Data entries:
>>>>

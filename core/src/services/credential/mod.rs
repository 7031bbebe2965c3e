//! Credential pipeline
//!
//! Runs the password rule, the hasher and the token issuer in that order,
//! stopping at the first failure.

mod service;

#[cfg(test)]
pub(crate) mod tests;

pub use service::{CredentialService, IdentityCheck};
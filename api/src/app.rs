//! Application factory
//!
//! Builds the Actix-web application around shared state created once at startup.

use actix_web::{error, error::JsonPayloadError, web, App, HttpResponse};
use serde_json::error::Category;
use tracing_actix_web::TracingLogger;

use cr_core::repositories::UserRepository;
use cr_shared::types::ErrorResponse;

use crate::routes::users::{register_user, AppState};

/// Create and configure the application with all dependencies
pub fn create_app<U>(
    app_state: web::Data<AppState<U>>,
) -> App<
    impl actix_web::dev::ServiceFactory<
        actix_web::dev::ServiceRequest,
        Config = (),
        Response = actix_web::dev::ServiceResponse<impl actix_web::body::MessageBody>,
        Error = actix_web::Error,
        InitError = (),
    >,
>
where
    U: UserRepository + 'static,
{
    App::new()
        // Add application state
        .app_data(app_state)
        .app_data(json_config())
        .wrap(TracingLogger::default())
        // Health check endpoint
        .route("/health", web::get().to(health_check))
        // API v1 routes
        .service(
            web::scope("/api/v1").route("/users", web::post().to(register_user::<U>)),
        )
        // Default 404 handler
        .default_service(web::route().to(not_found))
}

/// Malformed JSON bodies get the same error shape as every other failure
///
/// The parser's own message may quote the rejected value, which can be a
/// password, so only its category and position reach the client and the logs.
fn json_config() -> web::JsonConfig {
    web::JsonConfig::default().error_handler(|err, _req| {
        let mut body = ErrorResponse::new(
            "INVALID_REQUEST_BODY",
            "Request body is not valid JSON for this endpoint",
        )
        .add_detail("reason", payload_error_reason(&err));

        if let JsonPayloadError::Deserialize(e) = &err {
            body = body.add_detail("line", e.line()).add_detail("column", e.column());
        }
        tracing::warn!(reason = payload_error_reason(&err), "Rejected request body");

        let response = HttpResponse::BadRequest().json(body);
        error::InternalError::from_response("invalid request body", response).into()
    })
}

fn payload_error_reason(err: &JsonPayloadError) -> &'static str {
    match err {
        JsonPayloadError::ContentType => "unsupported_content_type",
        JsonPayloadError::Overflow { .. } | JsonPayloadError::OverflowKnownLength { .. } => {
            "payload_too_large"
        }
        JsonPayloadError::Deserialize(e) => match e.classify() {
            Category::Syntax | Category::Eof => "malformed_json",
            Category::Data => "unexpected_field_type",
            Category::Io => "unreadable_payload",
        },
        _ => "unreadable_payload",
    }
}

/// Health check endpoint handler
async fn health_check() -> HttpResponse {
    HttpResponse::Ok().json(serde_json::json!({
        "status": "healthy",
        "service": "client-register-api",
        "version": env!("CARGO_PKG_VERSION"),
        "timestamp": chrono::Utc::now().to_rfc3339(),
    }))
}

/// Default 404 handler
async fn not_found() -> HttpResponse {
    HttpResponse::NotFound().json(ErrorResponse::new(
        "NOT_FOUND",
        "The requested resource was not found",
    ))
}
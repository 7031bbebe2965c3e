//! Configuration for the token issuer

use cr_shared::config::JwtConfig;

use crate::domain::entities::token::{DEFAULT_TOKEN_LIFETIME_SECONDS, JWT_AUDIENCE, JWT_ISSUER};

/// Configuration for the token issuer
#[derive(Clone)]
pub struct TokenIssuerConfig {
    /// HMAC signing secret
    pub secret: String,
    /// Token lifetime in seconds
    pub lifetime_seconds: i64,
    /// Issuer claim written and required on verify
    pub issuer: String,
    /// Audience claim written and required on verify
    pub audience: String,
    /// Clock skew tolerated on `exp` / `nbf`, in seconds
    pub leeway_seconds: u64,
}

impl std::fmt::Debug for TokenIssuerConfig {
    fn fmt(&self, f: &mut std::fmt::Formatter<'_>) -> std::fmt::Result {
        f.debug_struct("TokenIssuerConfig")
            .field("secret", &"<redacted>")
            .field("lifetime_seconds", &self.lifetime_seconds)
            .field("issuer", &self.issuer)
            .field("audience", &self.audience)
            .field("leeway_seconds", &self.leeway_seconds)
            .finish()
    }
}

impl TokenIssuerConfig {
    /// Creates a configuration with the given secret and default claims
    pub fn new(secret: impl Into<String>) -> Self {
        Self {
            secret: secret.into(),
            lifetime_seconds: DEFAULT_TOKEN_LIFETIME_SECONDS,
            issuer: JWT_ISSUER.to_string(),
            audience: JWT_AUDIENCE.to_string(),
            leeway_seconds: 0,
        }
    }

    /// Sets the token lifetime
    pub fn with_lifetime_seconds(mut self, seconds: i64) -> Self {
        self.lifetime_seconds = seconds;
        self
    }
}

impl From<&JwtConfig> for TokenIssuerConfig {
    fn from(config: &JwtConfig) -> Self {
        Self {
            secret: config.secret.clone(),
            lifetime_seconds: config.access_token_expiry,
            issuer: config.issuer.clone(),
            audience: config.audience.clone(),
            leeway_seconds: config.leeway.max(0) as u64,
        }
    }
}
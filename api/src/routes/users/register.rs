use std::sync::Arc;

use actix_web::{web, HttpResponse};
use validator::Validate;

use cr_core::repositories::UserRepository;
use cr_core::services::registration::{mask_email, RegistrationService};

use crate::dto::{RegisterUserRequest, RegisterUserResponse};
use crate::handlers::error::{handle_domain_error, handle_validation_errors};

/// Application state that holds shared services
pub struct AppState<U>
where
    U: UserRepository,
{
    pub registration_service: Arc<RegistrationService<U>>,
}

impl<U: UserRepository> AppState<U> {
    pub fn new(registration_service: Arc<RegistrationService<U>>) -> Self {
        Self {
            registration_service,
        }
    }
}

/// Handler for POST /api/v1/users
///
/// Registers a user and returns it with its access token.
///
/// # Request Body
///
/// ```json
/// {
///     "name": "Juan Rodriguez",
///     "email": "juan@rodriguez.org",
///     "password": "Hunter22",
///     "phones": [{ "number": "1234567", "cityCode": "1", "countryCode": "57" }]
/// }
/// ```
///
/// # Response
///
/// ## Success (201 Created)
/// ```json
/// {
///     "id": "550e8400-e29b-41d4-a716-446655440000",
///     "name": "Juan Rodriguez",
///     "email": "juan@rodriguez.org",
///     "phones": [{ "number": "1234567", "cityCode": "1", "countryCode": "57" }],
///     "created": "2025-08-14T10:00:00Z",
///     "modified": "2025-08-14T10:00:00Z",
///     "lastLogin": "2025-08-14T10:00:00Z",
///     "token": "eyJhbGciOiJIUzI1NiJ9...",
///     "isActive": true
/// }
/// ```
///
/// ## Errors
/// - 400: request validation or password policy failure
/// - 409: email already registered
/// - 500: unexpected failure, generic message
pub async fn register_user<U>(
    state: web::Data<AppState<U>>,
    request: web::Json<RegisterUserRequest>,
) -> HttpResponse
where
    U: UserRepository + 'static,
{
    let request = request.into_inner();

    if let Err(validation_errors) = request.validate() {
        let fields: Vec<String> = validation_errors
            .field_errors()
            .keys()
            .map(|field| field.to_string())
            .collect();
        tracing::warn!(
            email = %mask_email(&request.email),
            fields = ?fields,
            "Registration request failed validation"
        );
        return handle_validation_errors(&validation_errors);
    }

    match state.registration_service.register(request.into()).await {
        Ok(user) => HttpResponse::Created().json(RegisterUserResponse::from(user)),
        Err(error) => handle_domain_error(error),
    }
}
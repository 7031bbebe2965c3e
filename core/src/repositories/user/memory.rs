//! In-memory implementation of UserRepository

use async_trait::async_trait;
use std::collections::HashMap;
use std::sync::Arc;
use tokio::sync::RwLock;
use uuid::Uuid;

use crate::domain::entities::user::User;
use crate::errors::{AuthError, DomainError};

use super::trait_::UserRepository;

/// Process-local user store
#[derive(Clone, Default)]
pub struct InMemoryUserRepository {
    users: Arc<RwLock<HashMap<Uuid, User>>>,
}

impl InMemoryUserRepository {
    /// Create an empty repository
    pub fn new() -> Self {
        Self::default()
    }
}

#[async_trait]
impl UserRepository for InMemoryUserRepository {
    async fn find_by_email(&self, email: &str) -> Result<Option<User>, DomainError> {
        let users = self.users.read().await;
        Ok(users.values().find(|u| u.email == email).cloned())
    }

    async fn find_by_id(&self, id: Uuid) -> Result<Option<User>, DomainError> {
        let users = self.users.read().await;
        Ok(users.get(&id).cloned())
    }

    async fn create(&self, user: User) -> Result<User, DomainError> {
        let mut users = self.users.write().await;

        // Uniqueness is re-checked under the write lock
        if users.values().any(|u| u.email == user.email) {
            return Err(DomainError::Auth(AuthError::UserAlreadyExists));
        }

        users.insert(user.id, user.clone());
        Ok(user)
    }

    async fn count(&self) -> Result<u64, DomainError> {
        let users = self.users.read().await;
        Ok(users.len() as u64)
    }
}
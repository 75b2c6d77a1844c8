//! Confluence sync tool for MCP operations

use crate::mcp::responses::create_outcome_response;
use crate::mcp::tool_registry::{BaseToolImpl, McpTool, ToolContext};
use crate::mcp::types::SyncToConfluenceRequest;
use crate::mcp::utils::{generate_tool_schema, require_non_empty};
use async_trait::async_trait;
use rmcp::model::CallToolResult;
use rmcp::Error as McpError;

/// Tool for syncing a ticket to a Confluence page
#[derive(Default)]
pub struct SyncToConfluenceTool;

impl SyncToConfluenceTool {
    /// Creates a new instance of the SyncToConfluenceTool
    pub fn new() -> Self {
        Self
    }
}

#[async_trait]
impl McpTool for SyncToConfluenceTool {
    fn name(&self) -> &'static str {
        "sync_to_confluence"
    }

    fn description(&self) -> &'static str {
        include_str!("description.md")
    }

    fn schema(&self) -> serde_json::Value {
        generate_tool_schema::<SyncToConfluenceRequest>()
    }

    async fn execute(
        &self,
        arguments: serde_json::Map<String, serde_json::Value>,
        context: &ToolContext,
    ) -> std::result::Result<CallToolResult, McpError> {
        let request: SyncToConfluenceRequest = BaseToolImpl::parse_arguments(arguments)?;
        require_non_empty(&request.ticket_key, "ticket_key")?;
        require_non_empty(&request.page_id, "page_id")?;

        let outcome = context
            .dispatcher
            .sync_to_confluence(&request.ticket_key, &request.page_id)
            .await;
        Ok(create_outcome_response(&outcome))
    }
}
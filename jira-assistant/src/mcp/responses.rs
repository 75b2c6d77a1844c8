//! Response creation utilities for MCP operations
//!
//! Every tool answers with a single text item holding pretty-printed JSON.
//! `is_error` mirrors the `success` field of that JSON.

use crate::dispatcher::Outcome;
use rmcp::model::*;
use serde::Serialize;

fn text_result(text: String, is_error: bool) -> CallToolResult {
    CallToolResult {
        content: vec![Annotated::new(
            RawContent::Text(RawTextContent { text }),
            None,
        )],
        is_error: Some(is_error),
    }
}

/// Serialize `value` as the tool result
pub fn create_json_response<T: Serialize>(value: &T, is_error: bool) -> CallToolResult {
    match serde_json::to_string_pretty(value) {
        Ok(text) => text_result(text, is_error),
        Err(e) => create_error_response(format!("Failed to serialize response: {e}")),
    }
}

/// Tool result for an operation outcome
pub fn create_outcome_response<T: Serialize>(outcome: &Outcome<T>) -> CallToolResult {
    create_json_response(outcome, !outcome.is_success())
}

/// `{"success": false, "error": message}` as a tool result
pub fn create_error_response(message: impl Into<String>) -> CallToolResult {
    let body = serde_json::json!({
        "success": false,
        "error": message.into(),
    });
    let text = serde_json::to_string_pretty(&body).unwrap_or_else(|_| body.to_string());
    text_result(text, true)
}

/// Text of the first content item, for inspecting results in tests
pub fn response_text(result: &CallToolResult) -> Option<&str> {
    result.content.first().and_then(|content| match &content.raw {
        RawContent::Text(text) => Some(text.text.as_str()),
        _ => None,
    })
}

<<<<

THE PROBLEM:
From the records above, copy each line in which the string "item" occurs.

OUTPUT FOR THIS TASK:
//! Every tool answers with a single text item holding pretty-printed JSON.
/// Text of the first content item, for inspecting results in tests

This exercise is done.